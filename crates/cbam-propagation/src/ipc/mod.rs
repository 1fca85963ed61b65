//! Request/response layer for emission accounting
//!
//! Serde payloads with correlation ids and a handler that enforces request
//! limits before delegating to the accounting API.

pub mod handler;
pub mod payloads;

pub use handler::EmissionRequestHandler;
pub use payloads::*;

--- --- ---

» **To do**
Set down all of the data above again, exactly.

» **Result**
filename crates/cbam-propagation/src/ipc/mod.rs
repository 1fca85963ed61b65
//! Request/response layer for emission accounting
//!
//! Serde payloads with correlation ids and a handler that enforces request
//! limits before delegating to the accounting API.

pub mod handler;
pub mod payloads;

pub use handler::EmissionRequestHandler;
pub use payloads::*;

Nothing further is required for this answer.